In this phase of structure-affinity relationship study of VL-0395, a new anthranilic acid based CCK1 selective antagonist, we propose a series of unnatural aminoacidic derivatives. The result of this work is the identification of a new CCK ligand, which possesses an affinity (IC50 = 35 nm) one order of magnitude greater than the lead and, as a general rule, it points out how the hypothesized receptorial pocket which accommodates the Phe residue allows much more structural modification than that interacting with the N-terminal group. Hence, the modification of the C-terminal pharmacophoric group of our lead VL-0395 can not only enhance the affinity of anthranilic acid derivatives but can modulate the selectivity for one CCK receptor subtype or afford mixed antagonists.

Anthranilic acid based CCK1 antagonists: the 2-indole moiety may represent a "needle" according to the recent homonymous concept.

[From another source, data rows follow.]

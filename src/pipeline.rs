//! Filter -> aggregate -> present
//!
//! [`build_view`] recomputes every dashboard panel from a dataset snapshot and
//! the current controls. Panels are independent: a failure in one is recorded
//! in that panel and does not stop the others.

use crate::analytics::{
    apply_filters, compare, headline, leaderboards, level_summary, partner_detail, rankings,
    summarize, time_series, ComparisonProfile, FilterSet, Headline, KpiMetric, Leaderboards,
    LevelSummaryRow, PartnerDetail, Rankings, Summaries, TimeSeries,
};
use crate::config::{DashboardConfig, GraphConfig, RankingConfig};
use crate::dataset::Dataset;
use crate::error::DashboardResult;
use crate::model::{Partner, PartnerId};
use crate::render::charts::{self, ChartSpec};
use crate::render::network::{build_network, NetworkGraph};
use tracing::{debug, warn};

/// State of one dashboard panel
#[derive(Debug, Clone, PartialEq)]
pub enum Panel<T> {
    Ready(T),
    /// Nothing to show for the current filters
    NoData,
    Failed(String),
}

impl<T> Panel<T> {
    pub fn from_option(value: Option<T>) -> Self {
        value.map_or(Panel::NoData, Panel::Ready)
    }

    pub fn from_result(result: DashboardResult<T>) -> Self {
        match result {
            Ok(value) => Panel::Ready(value),
            Err(e) => {
                warn!("Panel failed: {}", e);
                Panel::Failed(e.to_string())
            }
        }
    }

    pub fn ready(&self) -> Option<&T> {
        match self {
            Panel::Ready(value) => Some(value),
            _ => None,
        }
    }

    pub fn is_ready(&self) -> bool {
        matches!(self, Panel::Ready(_))
    }

    pub fn map<U>(self, f: impl FnOnce(T) -> U) -> Panel<U> {
        match self {
            Panel::Ready(value) => Panel::Ready(f(value)),
            Panel::NoData => Panel::NoData,
            Panel::Failed(msg) => Panel::Failed(msg),
        }
    }
}

impl<T> Panel<Vec<T>> {
    /// Empty tables become `NoData`
    pub fn from_rows(rows: Vec<T>) -> Self {
        if rows.is_empty() {
            Panel::NoData
        } else {
            Panel::Ready(rows)
        }
    }
}

/// Controls that are not filters
#[derive(Debug, Clone, PartialEq)]
pub struct ViewOptions {
    pub ranking_metric: KpiMetric,
    pub ranking_k: usize,
    pub leaderboard_k: usize,
    /// Partners for the multi-KPI comparison
    pub compare: Vec<PartnerId>,
    pub max_compare: usize,
    pub graph: GraphConfig,
}

impl Default for ViewOptions {
    fn default() -> Self {
        Self::from_config(&DashboardConfig::default())
    }
}

impl ViewOptions {
    pub fn from_config(config: &DashboardConfig) -> Self {
        let RankingConfig { top_k, leaderboard_k, max_compare } = config.ranking;
        ViewOptions {
            ranking_metric: KpiMetric::Revenue,
            ranking_k: top_k,
            leaderboard_k,
            compare: Vec::new(),
            max_compare,
            graph: config.graph.clone(),
        }
    }

    pub fn with_metric(mut self, metric: KpiMetric) -> Self {
        self.ranking_metric = metric;
        self
    }

    pub fn with_compare(mut self, ids: impl IntoIterator<Item = PartnerId>) -> Self {
        self.compare = ids.into_iter().collect();
        self
    }
}

/// Chart panels of the dashboard tabs
#[derive(Debug, Clone, PartialEq)]
pub struct Charts {
    pub revenue_by_level: Panel<ChartSpec>,
    pub activity_by_level: Panel<ChartSpec>,
    pub social_by_level: Panel<ChartSpec>,
    pub advocacy_sentiment_by_level: Panel<ChartSpec>,
    pub revenue_over_time: Panel<ChartSpec>,
    pub activity_over_time: Panel<ChartSpec>,
    pub posts_shares_over_time: Panel<ChartSpec>,
    pub sentiment_over_time: Panel<ChartSpec>,
    pub advocacy_over_time: Panel<ChartSpec>,
    pub ranking: Panel<ChartSpec>,
    pub comparison: Panel<ChartSpec>,
}

/// Everything the dashboard shows for one set of controls
#[derive(Debug, Clone, PartialEq)]
pub struct DashboardView {
    pub filters: FilterSet,
    pub options: ViewOptions,
    /// Partners left after filtering
    pub partner_count: usize,
    /// The filtered partner table
    pub partners: Panel<Vec<Partner>>,
    pub network: Panel<NetworkGraph>,
    pub headline: Panel<Headline>,
    pub summaries: Summaries,
    pub level_summary: Panel<Vec<LevelSummaryRow>>,
    pub time_series: TimeSeries,
    pub rankings: Panel<Rankings>,
    pub leaderboards: Panel<Leaderboards>,
    pub comparison: Panel<Vec<ComparisonProfile>>,
    pub detail: Panel<PartnerDetail>,
    pub charts: Charts,
}

pub fn build_view(dataset: &Dataset, filters: &FilterSet, options: &ViewOptions) -> DashboardView {
    let view = apply_filters(dataset, filters);
    debug!(
        "Filtered to {} partners, {} sales, {} activity, {} social rows",
        view.partners.len(),
        view.sales.len(),
        view.activity.len(),
        view.social.len()
    );

    let network = if view.is_empty() {
        Panel::NoData
    } else {
        Panel::Ready(build_network(&view.partners, &dataset.hierarchy(), filters.selected, &options.graph))
    };

    let has_facts = !(view.sales.is_empty() && view.activity.is_empty() && view.social.is_empty());
    let headline = if has_facts { Panel::Ready(headline(&view)) } else { Panel::NoData };

    let summaries = summarize(&view);
    let levels = level_summary(&view);
    let series = time_series(&view);

    let (rankings, leaderboards) = if summaries.kpi.is_empty() {
        (Panel::NoData, Panel::NoData)
    } else {
        (
            Panel::Ready(rankings(&summaries.kpi, options.ranking_metric, options.ranking_k)),
            Panel::Ready(leaderboards(&summaries.kpi, options.leaderboard_k)),
        )
    };

    let comparison = if options.compare.is_empty() {
        Panel::NoData
    } else {
        match Panel::from_result(compare(&summaries.kpi, &options.compare, options.max_compare)) {
            Panel::Ready(profiles) => Panel::from_rows(profiles),
            other => other,
        }
    };

    let detail = match filters.selected {
        Some(id) => Panel::from_result(partner_detail(dataset, id)),
        None => Panel::NoData,
    };

    let charts = Charts {
        revenue_by_level: Panel::from_option(charts::revenue_by_level(&levels)),
        activity_by_level: Panel::from_option(charts::activity_by_level(&levels)),
        social_by_level: Panel::from_option(charts::social_by_level(&levels)),
        advocacy_sentiment_by_level: Panel::from_option(charts::advocacy_sentiment_by_level(&levels)),
        revenue_over_time: Panel::from_option(charts::revenue_over_time(&series.revenue)),
        activity_over_time: Panel::from_option(charts::activity_over_time(&series.activity)),
        posts_shares_over_time: Panel::from_option(charts::posts_shares_over_time(&series.social)),
        sentiment_over_time: Panel::from_option(charts::sentiment_over_time(&series.social)),
        advocacy_over_time: Panel::from_option(charts::advocacy_over_time(&series.social)),
        ranking: Panel::from_option(rankings.ready().and_then(charts::ranking_bar)),
        comparison: Panel::from_option(comparison.ready().and_then(|p| charts::comparison_radar(p))),
    };

    DashboardView {
        filters: filters.clone(),
        options: options.clone(),
        partner_count: view.partners.len(),
        partners: Panel::from_rows(view.partners.iter().map(|p| (*p).clone()).collect()),
        network,
        headline,
        summaries,
        level_summary: Panel::from_rows(levels),
        time_series: series,
        rankings,
        leaderboards,
        comparison,
        detail,
        charts,
    }
}

#[cfg(test)]
mod tests {
    use super::*;
    use crate::config::GeneratorConfig;
    use crate::generator::{generate_dataset, session_rng};
    use crate::model::Level;
    use chrono::NaiveDate;

    fn dataset() -> Dataset {
        let config = GeneratorConfig {
            partner_count: 15,
            anchor_date: NaiveDate::from_ymd_opt(2025, 1, 31),
            seed: Some(21),
            ..GeneratorConfig::default()
        };
        generate_dataset(&mut session_rng(config.seed), &config)
    }

    #[test]
    fn test_default_view_is_populated() {
        let ds = dataset();
        let view = build_view(&ds, &FilterSet::default(), &ViewOptions::default());
        assert_eq!(view.partner_count, 15);
        assert_eq!(view.partners.ready().map(Vec::len), Some(15));
        assert!(view.network.is_ready());
        assert!(view.charts.advocacy_sentiment_by_level.is_ready());
        assert!(view.headline.is_ready());
        assert!(view.charts.sentiment_over_time.is_ready());
        assert_eq!(view.summaries.kpi.len(), 15);
        assert_eq!(view.rankings.ready().unwrap().top.len(), 10);
        assert_eq!(view.comparison, Panel::NoData);
        assert_eq!(view.detail, Panel::NoData);
    }

    #[test]
    fn test_empty_filters_give_no_data() {
        let ds = dataset();
        let filters = FilterSet::default().with_levels(Vec::<Level>::new());
        let view = build_view(&ds, &filters, &ViewOptions::default());
        assert_eq!(view.partner_count, 0);
        assert_eq!(view.partners, Panel::NoData);
        assert_eq!(view.network, Panel::NoData);
        assert_eq!(view.headline, Panel::NoData);
        assert_eq!(view.rankings, Panel::NoData);
        assert_eq!(view.charts.revenue_by_level, Panel::NoData);
        assert!(view.summaries.kpi.is_empty());
    }

    #[test]
    fn test_failed_panel_does_not_block_others() {
        let ds = dataset();
        let options = ViewOptions::default().with_compare((1..=6).map(PartnerId));
        let filters = FilterSet::default().with_selected(Some(PartnerId(999)));
        let view = build_view(&ds, &filters, &options);
        assert!(matches!(view.comparison, Panel::Failed(_)));
        assert!(matches!(view.detail, Panel::Failed(_)));
        assert!(view.network.is_ready());
    }

    #[test]
    fn test_selection_narrows_facts() {
        let ds = dataset();
        let filters = FilterSet::default().with_selected(Some(PartnerId(1)));
        let view = build_view(&ds, &filters, &ViewOptions::default());
        assert_eq!(view.partner_count, 15);
        assert!(view.summaries.kpi.iter().all(|r| r.partner_id == PartnerId(1)));
        assert!(view.detail.is_ready());
        let graph = view.network.ready().unwrap();
        assert_eq!(graph.node(PartnerId(1)).unwrap().border_width, 3);
    }
}
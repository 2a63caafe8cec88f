//! Presentation layer
//!
//! Read-only over the aggregate tables:
//! - `network`: vis-network graph of the filtered hierarchy
//! - `charts`: chart specs for the dashboard tabs
//! - `report`: single-page HTML dashboard
//! - `format`: currency and count formatting
//!
//! HTML is produced from the tera templates under `templates/`.

pub mod charts;
pub mod format;
pub mod network;
pub mod report;
mod templates;

pub use charts::{ChartKind, ChartSpec, Series};
pub use format::{format_count, format_currency};
pub use network::{
    build_network, legend, network_page, render_network, render_network_in, GraphEdge, GraphNode,
    LegendEntry, NetworkGraph,
};
pub use report::{render_report, NO_DATA, TABS};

Recently we described an innovative class of non-peptide CCK(1) antagonists keeping appropriate pharmacophoric groups on the anthranilic acid employed as a molecular scaffold. The lead compound obtained, VL-0395, characterized by the presence of Phe and the 2-indole moiety at the C- and N-termini of anthranilic acid, respectively, is endowed with submicromolar affinity towards CCK(1) receptors. Thus, we have prepared and tested on CCK receptors a library of VL-0395 analogues in order to investigate the precise topological and essential key interactions of the 2-indole group of the lead with the CCK(1) receptor. The obtained results confirm that this group establishes very specific interactions with this receptor sub-site and may be viewed as a "needle" group.

Anthranilic acid derivatives: a new class of non-peptide CCK1 receptor antagonists.

Having successfully obtained new CCK(1) ligands holding appropriate groups on the anthranilic acid dimer used as molecular scaffold we were interested in increasing their micromolar affinity for the CCK(1) receptors by modifying the spatial relationship of the main pharmacophoric groups. Since, we have proposed simplified analogues reducing the anthranilic acid dimer to a monomer. In this stage of our research program we have prepared and tested on CCK receptors a series of N-substituted anthranilic acid derivatives keeping a Phe residue at the C-terminal site. The indole-2-carbonyl group imparts the best CCK(1) receptor binding affinity (compound 1: IC(50)=197.5 nM) while a sharp decrease in binding affinity is observed for the other indole containing derivatives. Moreover, in order to support the different binding behaviour observed for the synthesized compounds, a conformational investigation was carried out. Finally, on the basis of the main pharmacophoric groups of the obtained new lead compound (1) (coded VL-0395) a receptor binding hypothesis has been provided.